Ces scènes qu’il appelera ensuite primals, lorsqu’un besoin vital (être nourri, être pris dans les bras, que quelqu’un vienne lorsqu’on se sent en danger ou en manque) est non satisfait, Arthur Janov les place à la source de nos névroses.
Appeler mes parents, leur demander de me protéger et de m’aimer, est un besoin réel, vital. Si le bébé sent que ça ne fonctionne pas, il détourne alors ce besoin réel vers un besoin irréel (avoir suffisamment d’argent, obtenir une reconnaissance sociale, …).
Primal après primal, nous construisons ainsi un moi irréel, dont les attentes et les besoins ne sont que des leurres destinés à masquer nos besoins réels inassouvis. Notre moi irréel ne sera jamais satisfait par un nouvel achat, ou une promotion dans notre carrière, il visera toujours plus… car c’est justement cette course vide de sens qui sert à nous occuper l’esprit pour ne pas nous confronter à nos besoins réels enfouis.
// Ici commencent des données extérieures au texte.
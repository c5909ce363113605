// =============================================================================
// Broadcast Channel (C9)
// =============================================================================
//
// Fans a sanitized ArenaState projection out to every connected `/ws` client.
// Grounded on the `cooprefr-bettersys` websocket-broadcaster pattern: a
// `tokio::sync::broadcast` channel plus a side-cell holding the latest value
// so a newly-connected client can be caught up immediately instead of
// waiting for the next tick. A lagging client is dropped by
// `tokio::sync::broadcast` itself (its next `recv()` returns `Lagged` and the
// `/ws` handler closes the socket) rather than the publisher ever blocking.

use std::collections::HashMap;

use chrono::{DateTime, Utc};
use serde::Serialize;
use serde_json::Value;
use tokio::sync::broadcast;
use tracing::warn;

use crate::db::models::Bot;
use crate::db::Db;
use crate::decision_loop::MarketSnapshot;
use crate::trading::engine::TradingEngine;

const CHANNEL_CAPACITY: usize = 256;

#[derive(Debug, Serialize)]
struct ArenaPositionView {
    symbol: String,
    side: String,
    size: f64,
    leverage: f64,
    entry_price: f64,
    unrealized_pnl: f64,
}

#[derive(Debug, Serialize)]
struct ArenaBotView {
    id: String,
    name: String,
    mode: String,
    active: bool,
    paused: bool,
    balance: f64,
    unrealized_pnl: f64,
    total_value: f64,
    open_positions: Vec<ArenaPositionView>,
    cooldowns: HashMap<String, i64>,
}

#[derive(Debug, Serialize)]
struct ArenaStateBlob {
    bots: Vec<ArenaBotView>,
    market: HashMap<String, f64>,
    updated_at: String,
}

/// Builds the sanitized projection from live runtime state — never from
/// anything containing a credential or decrypted provider key.
pub fn compose(bots: &[Bot], engine: &TradingEngine, market: &MarketSnapshot, now: DateTime<Utc>) -> Value {
    let bot_views = bots
        .iter()
        .map(|bot| {
            let ledger = engine.ledger_snapshot(&bot.id).unwrap_or_default();
            let unrealized_pnl: f64 = ledger.open_positions.iter().map(|p| p.unrealized_pnl).sum();
            ArenaBotView {
                id: bot.id.clone(),
                name: bot.name.clone(),
                mode: bot.mode.to_string(),
                active: bot.active,
                paused: bot.paused,
                balance: ledger.balance,
                unrealized_pnl,
                total_value: ledger.balance + unrealized_pnl,
                open_positions: ledger
                    .open_positions
                    .iter()
                    .map(|p| ArenaPositionView {
                        symbol: p.symbol.clone(),
                        side: p.side.to_string(),
                        size: p.size,
                        leverage: p.leverage,
                        entry_price: p.entry_price,
                        unrealized_pnl: p.unrealized_pnl,
                    })
                    .collect(),
                cooldowns: ledger
                    .cooldowns
                    .iter()
                    .map(|(symbol, expiry)| (symbol.clone(), (*expiry - now).num_milliseconds().max(0)))
                    .collect(),
            }
        })
        .collect();

    let blob = ArenaStateBlob {
        bots: bot_views,
        market: market.prices.clone(),
        updated_at: now.to_rfc3339(),
    };
    serde_json::to_value(blob).unwrap_or(Value::Null)
}

pub struct Broadcaster {
    tx: broadcast::Sender<Value>,
    current: parking_lot::RwLock<Value>,
    db: Db,
}

impl Broadcaster {
    pub fn new(db: Db) -> Self {
        let (tx, _rx) = broadcast::channel(CHANNEL_CAPACITY);
        Self {
            tx,
            current: parking_lot::RwLock::new(Value::Null),
            db,
        }
    }

    pub fn subscribe(&self) -> broadcast::Receiver<Value> {
        self.tx.subscribe()
    }

    /// The last published blob — what a freshly-connected client is caught
    /// up with before it starts receiving live ticks.
    pub fn current(&self) -> Value {
        self.current.read().clone()
    }

    /// Persists `blob` into the single `arena_state` row and pushes it to
    /// every connected client. A send with zero receivers is not an error.
    pub async fn publish(&self, blob: Value, now: DateTime<Utc>) {
        *self.current.write() = blob.clone();
        if let Err(err) = self.db.replace_arena_state(&blob, &now.to_rfc3339()).await {
            warn!(%err, "failed to persist arena_state projection");
        }
        let _ = self.tx.send(blob);
    }

    /// Reloads the last persisted blob at startup so a freshly-connected `/ws`
    /// client is caught up immediately, and returns each bot's cooldown
    /// expiries read back out of it so the scheduler can restore them into
    /// the trading engine's ledgers before spawning any bot task (spec §9
    /// Open Question: cooldown durability). Must run before
    /// `Scheduler::start()`.
    pub async fn reload_from_store(&self) -> HashMap<String, HashMap<String, DateTime<Utc>>> {
        match self.db.read_arena_state().await {
            Ok(Some(blob)) => {
                let cooldowns = extract_cooldowns(&blob);
                *self.current.write() = blob;
                cooldowns
            }
            Ok(None) => HashMap::new(),
            Err(err) => {
                warn!(%err, "failed to reload arena_state projection");
                HashMap::new()
            }
        }
    }
}

/// Reads each bot's `cooldowns` map back out of a published arena_state
/// blob, converting the `remaining_ms`-at-publish-time values `compose`
/// writes into absolute expiries anchored on the blob's own `updated_at`
/// (so restoring works correctly regardless of how long the process was
/// down).
fn extract_cooldowns(blob: &Value) -> HashMap<String, HashMap<String, DateTime<Utc>>> {
    let mut out = HashMap::new();

    let Some(updated_at) = blob
        .get("updated_at")
        .and_then(Value::as_str)
        .and_then(|s| DateTime::parse_from_rfc3339(s).ok())
        .map(|dt| dt.with_timezone(&Utc))
    else {
        return out;
    };
    let Some(bots) = blob.get("bots").and_then(Value::as_array) else {
        return out;
    };

    for bot in bots {
        let Some(bot_id) = bot.get("id").and_then(Value::as_str) else { continue };
        let Some(cooldowns) = bot.get("cooldowns").and_then(Value::as_object) else { continue };

        let per_symbol: HashMap<String, DateTime<Utc>> = cooldowns
            .iter()
            .filter_map(|(symbol, remaining_ms)| {
                let remaining_ms = remaining_ms.as_i64()?;
                Some((symbol.clone(), updated_at + chrono::Duration::milliseconds(remaining_ms)))
            })
            .collect();

        if !per_symbol.is_empty() {
            out.insert(bot_id.to_string(), per_symbol);
        }
    }

    out
}

#[cfg(test)]
mod tests {
    use super::*;

    #[test]
    fn extract_cooldowns_reads_absolute_expiry_from_remaining_ms() {
        let updated_at: DateTime<Utc> = "2026-07-26T00:00:00Z".parse().unwrap();
        let blob = serde_json::json!({
            "bots": [
                { "id": "bot1", "cooldowns": { "BTCUSDT": 5_000 } },
                { "id": "bot2", "cooldowns": {} },
            ],
            "market": {},
            "updated_at": updated_at.to_rfc3339(),
        });

        let restored = extract_cooldowns(&blob);
        assert!(!restored.contains_key("bot2"));
        let expiry = restored["bot1"]["BTCUSDT"];
        assert_eq!(expiry, updated_at + chrono::Duration::milliseconds(5_000));
    }

    #[test]
    fn extract_cooldowns_empty_on_missing_updated_at() {
        let blob = serde_json::json!({ "bots": [] });
        assert!(extract_cooldowns(&blob).is_empty());
    }
}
Le conflit sous-jacent entre le moi réel enfoui au fond de nous et le moi irréel que nous avons mis en place pour nous éviter de souffrir est alors une cause de tension perpétuelle.
Les mécanismes de défense, composante de la psyché ou émanation de la névrose ?
La psychanalyse freudienne, et nombre d’écoles de psychologie considèrent que les mécanismes de défense psychologique (comme l’occultation, le déni, la régression, la projection…) permettent de réduire l’anxiété. Ils font partie intégrante de notre système psychique, et aident à en garantir l’équilibre.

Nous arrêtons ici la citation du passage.